Domingo 07 de Octubre de 2012
El mayordomo del Papa, Paolo Gabriele, condenado a un año y medio de cárcel por el llamado caso "Vatileaks", era un empleado modelo que consideraba necesario denunciar los escándalos del Vaticano para ayudar a la Iglesia a volver por "el buen camino".
Laico, de 46 años, Gabriele trabajaba al servicio del Papa desde 2006 hasta su detención el 23 de mayo pasado.
Casado y padre de tres hijos, "Paoletto" ha sido descrito como un hombre piadoso y discreto, un poco cerrado, y sin mucha iniciativa personal en el trabajo diario.
Encargado de preparar las prendas de vestir de Benedicto XVI, y siempre a su lado en el papamóvil, Gabriele en ocasiones comía con el Papa.

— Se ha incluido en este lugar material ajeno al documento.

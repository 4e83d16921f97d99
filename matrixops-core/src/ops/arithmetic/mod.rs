// Export foundational arithmetic operations directly
pub mod add;
pub mod mul_scalar;

// Re-export the primary operation functions
pub use add::add_op;
pub use mul_scalar::mul_scalar_op;
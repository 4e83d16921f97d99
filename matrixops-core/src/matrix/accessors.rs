// src/matrix/accessors.rs
use crate::error::{MatrixOpsError, Result};
use crate::matrix::Matrix;

impl Matrix {
    /// Returns the number of rows.
    pub fn rows(&self) -> usize {
        self.rows
    }

    /// Returns the number of columns.
    pub fn cols(&self) -> usize {
        self.cols
    }

    /// Returns `(rows, cols)`.
    pub fn shape(&self) -> (usize, usize) {
        (self.rows, self.cols)
    }

    /// Returns the total number of elements.
    pub fn numel(&self) -> usize {
        self.data.len()
    }

    /// `true` iff `rows == cols`.
    pub fn is_square(&self) -> bool {
        self.rows == self.cols
    }

    /// Row-major view of the elements.
    pub fn as_slice(&self) -> &[f64] {
        &self.data
    }

    /// Consumes the matrix and returns its row-major buffer.
    pub fn into_vec(self) -> Vec<f64> {
        self.data
    }

    /// Returns row `i` as a slice.
    pub fn row(&self, i: usize) -> Result<&[f64]> {
        if i >= self.rows {
            return Err(MatrixOpsError::OutOfRange {
                index: (i, 0),
                shape: self.shape(),
            });
        }
        let start = i * self.cols;
        Ok(&self.data[start..start + self.cols])
    }

    /// Reads element `(i, j)`.
    ///
    /// Fails with [`MatrixOpsError::OutOfRange`] if `i >= rows` or `j >= cols`.
    pub fn get(&self, i: usize, j: usize) -> Result<f64> {
        let offset = self.offset(i, j)?;
        Ok(self.data[offset])
    }

    /// Writes `value` at `(i, j)`.
    ///
    /// The bounds check happens before the write, so a failed call leaves the
    /// matrix unchanged.
    pub fn set(&mut self, i: usize, j: usize, value: f64) -> Result<()> {
        let offset = self.offset(i, j)?;
        self.data[offset] = value;
        Ok(())
    }

    /// Mutable reference to element `(i, j)`, with the same bounds check as [`Matrix::get`].
    pub fn get_mut(&mut self, i: usize, j: usize) -> Result<&mut f64> {
        let offset = self.offset(i, j)?;
        Ok(&mut self.data[offset])
    }
}

#[cfg(test)]
#[path = "accessors_test.rs"]
mod tests;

"Cuando me encontraba en la mesa del Santo Padre, él me planteaba preguntas sobre cuestiones de las que debería haber sido informado", dijo el ex empleado durante el juicio.
Pero, al mismo tiempo, sustraía y copiaba docenas de documentos secretos que transmitía fuera del Vaticano.
El mayordomo explicó que la desinformación del Santo Padre le provocaba ser "manipulado" por los sectores de la curia.
"Al ver el mal y la corrupción en todas partes en la Iglesia, mis frenos inhibidores desaparecieron. Estaba convencido de que un escándalo, incluso mediático, podría ayudar a la Iglesia a retomar el buen camino", dijo el mayordomo a los jueces.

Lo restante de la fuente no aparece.